The company had a net loss of Rs 12.20 crore during the April-June quarter of the previous fiscal, Raymond said in a regulatory filing.
Its revenue from operations was down 88.63 percent to Rs 163.16 crore during the quarter under review as against Rs 1,435.12 crore in the corresponding period of the previous fiscal.
Raymond’s total expenses were at Rs 543.87 crore in Q1/FY 2020-21, down 63.26 percent from Rs 1,480.51 crore a year ago.
“Q1 FY21 performance was impacted as foreknown due to continuous lockdown amidst COVID pandemic,” said Raymond in a press statement.
According to the company, during lockdown 1.0 and 2.0, its retail stores remained closed and gradually reopened from lockdown 3.0 onwards with easing of restrictions.
Its 95 percent of store network spread across over 600 towns and cities are operational. Moreover, consumer demand is back to 50 percent of previous year levels in our The Raymond Shop (TRS) network, it added.
Commenting on the performance, Gautam Hari Singhania, CMD, Raymond said, “Raymond’s expansive retail network remains key to the business and it is re-assuring to see that over 95 per cent of our retail stores are now operational.

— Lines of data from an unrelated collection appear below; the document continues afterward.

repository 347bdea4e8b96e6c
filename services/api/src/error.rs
//! services/api/src/error.rs
//!
//! Defines the primary error type for the entire API service.

use crate::config::ConfigError;

/// The primary error type for the `api` service.
#[derive(Debug, thiserror::Error)]
pub enum ApiError {
    /// Represents an error that occurred during configuration loading.
    #[error("Configuration error: {0}")]
    Config(#[from] ConfigError),

    /// Represents a standard Input/Output error (e.g., binding to a network socket).
    #[error("IO error: {0}")]
    Io(#[from] std::io::Error),

    /// A catch-all for any other unexpected errors.
    #[error("An unexpected internal error occurred: {0}")]
    Internal(String),
}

While tiding through the tough times, managing effective cash flows through significant cost reduction coupled with maintaining liquidity levels and debt reduction have been the highlights of the quarter.”

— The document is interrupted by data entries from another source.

//! services/api/src/web/auth.rs
//!
//! Authentication endpoints for signup, login, and logout.
//!
//! Login and signup always answer 200 with an in-band `{success, message}` body;
//! a failed attempt never touches the session store or the cookie.

use axum::{
    extract::{rejection::FormRejection, State},
    response::{IntoResponse, Redirect},
    Extension, Form, Json,
};
use axum_extra::extract::cookie::{Cookie, SameSite, SignedCookieJar};
use chrono::{Duration, Utc};
use college_assistant_core::domain::Identity;
use college_assistant_core::ports::PortResult;
use serde::{Deserialize, Serialize};
use tracing::{error, info, warn};
use utoipa::ToSchema;

use crate::config::Config;
use crate::web::middleware::{AuthenticatedSession, SESSION_COOKIE};
use crate::web::form_or_default;
use crate::web::state::AppState;

//=========================================================================================
// Request/Response Types
//=========================================================================================

#[derive(Default, Deserialize, ToSchema)]
pub struct LoginForm {
    #[serde(rename = "idToken")]
    pub id_token: Option<String>,
}

#[derive(Default, Deserialize, ToSchema)]
pub struct SignupForm {
    #[serde(rename = "idToken")]
    pub id_token: Option<String>,
    #[serde(rename = "fullName")]
    pub full_name: Option<String>,
    pub email: Option<String>,
}

#[derive(Debug, Serialize, ToSchema)]
pub struct AuthResponse {
    pub success: bool,
    pub message: String,
    #[serde(skip_serializing_if = "Option::is_none")]
    pub full_name: Option<String>,
}

impl AuthResponse {
    fn ok(message: &str) -> Self {
        Self {
            success: true,
            message: message.to_string(),
            full_name: None,
        }
    }

    fn failure(message: &str) -> Self {
        Self {
            success: false,
            message: message.to_string(),
            full_name: None,
        }
    }
}

/// Blank form values count as missing.
fn present(value: Option<String>) -> Option<String> {
    value.filter(|v| !v.trim().is_empty())
}

//=========================================================================================
// Session Helpers
//=========================================================================================

fn session_cookie(config: &Config, session_id: String) -> Cookie<'static> {
    Cookie::build((SESSION_COOKIE, session_id))
        .path("/")
        .http_only(true)
        .same_site(SameSite::Lax)
        .secure(config.cookie_secure)
        .build()
}

/// Creates a session for `identity` and replaces whatever session the client held.
async fn establish_session(
    state: &AppState,
    jar: SignedCookieJar,
    identity: &Identity,
    display_name: Option<&str>,
) -> PortResult<SignedCookieJar> {
    let expires_at = Utc::now() + Duration::hours(state.config.session_ttl_hours);
    let record = state
        .sessions
        .create_session(identity, display_name, expires_at)
        .await?;

    if let Some(previous) = jar.get(SESSION_COOKIE) {
        if let Err(e) = state.sessions.delete_session(previous.value()).await {
            warn!("Failed to drop previous session: {:?}", e);
        }
    }

    Ok(jar.add(session_cookie(&state.config, record.id)))
}

//=========================================================================================
// Handlers
//=========================================================================================

/// POST /login - Exchange a verified identity token for a session
#[utoipa::path(
    post,
    path = "/login",
    request_body(content = LoginForm, content_type = "application/x-www-form-urlencoded"),
    responses(
        (status = 200, description = "In-band result; check `success`", body = AuthResponse)
    )
)]
pub async fn login_handler(
    State(state): State<AppState>,
    jar: SignedCookieJar,
    form: Result<Form<LoginForm>, FormRejection>,
) -> impl IntoResponse {
    let form = form_or_default(form);
    let Some(id_token) = present(form.id_token) else {
        return (jar, Json(AuthResponse::failure("Missing ID token")));
    };

    let identity = match state.verifier.verify_token(&id_token).await {
        Ok(identity) => identity,
        Err(e) => {
            warn!("Login token verification failed: {}", e);
            return (jar, Json(AuthResponse::failure("Invalid token")));
        }
    };

    match establish_session(&state, jar.clone(), &identity, None).await {
        Ok(jar) => {
            info!(user_id = %identity.user_id, "User logged in");
            (jar, Json(AuthResponse::ok("Login successful")))
        }
        Err(e) => {
            error!("Failed to create session: {:?}", e);
            (jar, Json(AuthResponse::failure("Login failed")))
        }
    }
}

/// POST /signup - First sign-in with a display name
///
/// The supplied email must match the email inside the verified token.
#[utoipa::path(
    post,
    path = "/signup",
    request_body(content = SignupForm, content_type = "application/x-www-form-urlencoded"),
    responses(
        (status = 200, description = "In-band result; check `success`", body = AuthResponse)
    )
)]
pub async fn signup_handler(
    State(state): State<AppState>,
    jar: SignedCookieJar,
    form: Result<Form<SignupForm>, FormRejection>,
) -> impl IntoResponse {
    let form = form_or_default(form);
    let (Some(id_token), Some(full_name), Some(email)) = (
        present(form.id_token),
        present(form.full_name),
        present(form.email),
    ) else {
        return (jar, Json(AuthResponse::failure("Missing fields")));
    };
    let email = email.trim().to_string();

    let verified = match state.verifier.verify_token(&id_token).await {
        Ok(identity) => identity,
        Err(e) => {
            warn!("Signup token verification failed: {}", e);
            return (jar, Json(AuthResponse::failure("Signup failed")));
        }
    };

    if !verified.email.eq_ignore_ascii_case(&email) {
        warn!(user_id = %verified.user_id, "Signup email does not match the verified token");
        return (
            jar,
            Json(AuthResponse::failure("Email does not match verified account")),
        );
    }

    let identity = Identity {
        user_id: verified.user_id,
        email,
    };

    match establish_session(&state, jar.clone(), &identity, Some(&full_name)).await {
        Ok(jar) => {
            info!(user_id = %identity.user_id, "User signed up");
            let mut body = AuthResponse::ok("Signup successful");
            body.full_name = Some(full_name);
            (jar, Json(body))
        }
        Err(e) => {
            error!("Failed to create session: {:?}", e);
            (jar, Json(AuthResponse::failure("Signup failed")))
        }
    }
}

/// GET /logout - Drop the session and send the browser back to the login page
pub async fn logout_handler(
    State(state): State<AppState>,
    Extension(session): Extension<AuthenticatedSession>,
    jar: SignedCookieJar,
) -> impl IntoResponse {
    if let Err(e) = state.sessions.delete_session(&session.session_id).await {
        error!("Failed to delete session: {:?}", e);
    }
    info!(user_id = %session.identity.user_id, "User logged out");

    let jar = jar.remove(Cookie::build(SESSION_COOKIE).path("/"));
    (jar, Redirect::to("/login"))
}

It’s revenue from textile was down 97.23 percent to Rs 16.58 crore as against Rs 600.34 crore of the corresponding quarter.
While, revenue from shirting was down 96.82 percent to Rs 5.52 crore as against Rs 174.09 crore of Q1/FY 2019-20.
“Textile and apparel industry has been impacted due to lockdown and related lower consumer demand, primary sales as well as secondary sales were impacted in Q1,” said Raymond.
Its revenue from garmenting was down 47.58 percent to Rs 99.73 crore as against Rs 190.26 crore.
While Raymond’s revenue from other segment such as tools and hardware was at Rs 20.25 crore, Rs 21.03 crore from auto components and Rs 4.73 crore from real estate and development of property.
With ease in restrictions now, the company is witnessing that consumer sentiment is gradually picking up across the country, Singhania added.
“As we move closer to the festive and wedding season, it is expected that the increased consumer spending will bring in the much needed recovery,” he said.